- **RECORDS FOR THIS TASK**:
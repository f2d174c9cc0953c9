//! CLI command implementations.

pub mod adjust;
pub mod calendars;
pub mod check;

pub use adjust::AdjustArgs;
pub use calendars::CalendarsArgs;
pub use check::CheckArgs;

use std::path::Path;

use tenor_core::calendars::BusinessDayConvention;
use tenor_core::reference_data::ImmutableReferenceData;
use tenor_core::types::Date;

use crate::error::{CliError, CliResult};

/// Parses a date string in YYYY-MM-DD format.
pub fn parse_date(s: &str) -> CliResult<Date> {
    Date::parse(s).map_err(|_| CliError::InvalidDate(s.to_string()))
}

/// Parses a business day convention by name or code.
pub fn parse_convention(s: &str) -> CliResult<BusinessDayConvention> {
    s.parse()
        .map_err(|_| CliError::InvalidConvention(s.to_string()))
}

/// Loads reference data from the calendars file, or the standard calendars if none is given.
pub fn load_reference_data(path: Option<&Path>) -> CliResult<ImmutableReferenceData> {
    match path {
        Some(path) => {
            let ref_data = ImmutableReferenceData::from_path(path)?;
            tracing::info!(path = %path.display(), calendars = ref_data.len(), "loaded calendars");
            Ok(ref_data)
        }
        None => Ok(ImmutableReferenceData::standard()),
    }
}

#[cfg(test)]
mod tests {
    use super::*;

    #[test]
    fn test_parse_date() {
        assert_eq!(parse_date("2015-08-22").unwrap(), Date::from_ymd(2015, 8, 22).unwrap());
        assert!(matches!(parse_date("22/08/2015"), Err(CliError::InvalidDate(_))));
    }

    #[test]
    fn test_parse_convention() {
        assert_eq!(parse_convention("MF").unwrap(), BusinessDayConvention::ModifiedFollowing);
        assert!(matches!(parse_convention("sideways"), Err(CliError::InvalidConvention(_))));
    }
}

--

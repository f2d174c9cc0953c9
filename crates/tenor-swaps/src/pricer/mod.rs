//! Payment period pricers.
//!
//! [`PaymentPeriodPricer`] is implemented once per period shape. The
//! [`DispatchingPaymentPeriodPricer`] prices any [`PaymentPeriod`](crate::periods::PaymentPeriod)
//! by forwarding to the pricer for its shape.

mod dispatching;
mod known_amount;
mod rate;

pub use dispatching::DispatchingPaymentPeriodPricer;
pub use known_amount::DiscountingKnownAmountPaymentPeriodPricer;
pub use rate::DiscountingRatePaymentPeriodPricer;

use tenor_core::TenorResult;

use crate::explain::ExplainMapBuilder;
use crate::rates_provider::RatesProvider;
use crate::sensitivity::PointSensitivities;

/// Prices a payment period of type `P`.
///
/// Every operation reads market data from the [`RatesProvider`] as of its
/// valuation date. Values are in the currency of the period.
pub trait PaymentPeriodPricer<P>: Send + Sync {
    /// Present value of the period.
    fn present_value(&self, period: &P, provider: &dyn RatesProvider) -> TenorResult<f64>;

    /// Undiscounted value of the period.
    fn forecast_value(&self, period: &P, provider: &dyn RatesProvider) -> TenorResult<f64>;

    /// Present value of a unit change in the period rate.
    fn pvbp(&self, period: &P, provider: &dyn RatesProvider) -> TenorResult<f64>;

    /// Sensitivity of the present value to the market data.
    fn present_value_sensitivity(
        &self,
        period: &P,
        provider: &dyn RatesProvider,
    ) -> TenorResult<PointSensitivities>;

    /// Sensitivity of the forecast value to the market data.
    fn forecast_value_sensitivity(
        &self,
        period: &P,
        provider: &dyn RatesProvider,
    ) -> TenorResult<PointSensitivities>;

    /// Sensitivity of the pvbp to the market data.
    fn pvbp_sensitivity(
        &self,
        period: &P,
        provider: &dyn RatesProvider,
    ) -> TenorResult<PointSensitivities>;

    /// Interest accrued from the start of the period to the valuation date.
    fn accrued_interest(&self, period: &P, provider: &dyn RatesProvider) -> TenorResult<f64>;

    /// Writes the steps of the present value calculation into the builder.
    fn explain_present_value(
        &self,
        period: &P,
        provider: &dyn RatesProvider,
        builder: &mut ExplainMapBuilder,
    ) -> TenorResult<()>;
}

- **WHAT IS BEING ASKED**: Pull out all lines containing the word "path" from the entries above.

- **RESULT OF THE TASK**:
use std::path::Path;
pub fn load_reference_data(path: Option<&Path>) -> CliResult<ImmutableReferenceData> {
    match path {
        Some(path) => {
            let ref_data = ImmutableReferenceData::from_path(path)?;
            tracing::info!(path = %path.display(), calendars = ref_data.len(), "loaded calendars");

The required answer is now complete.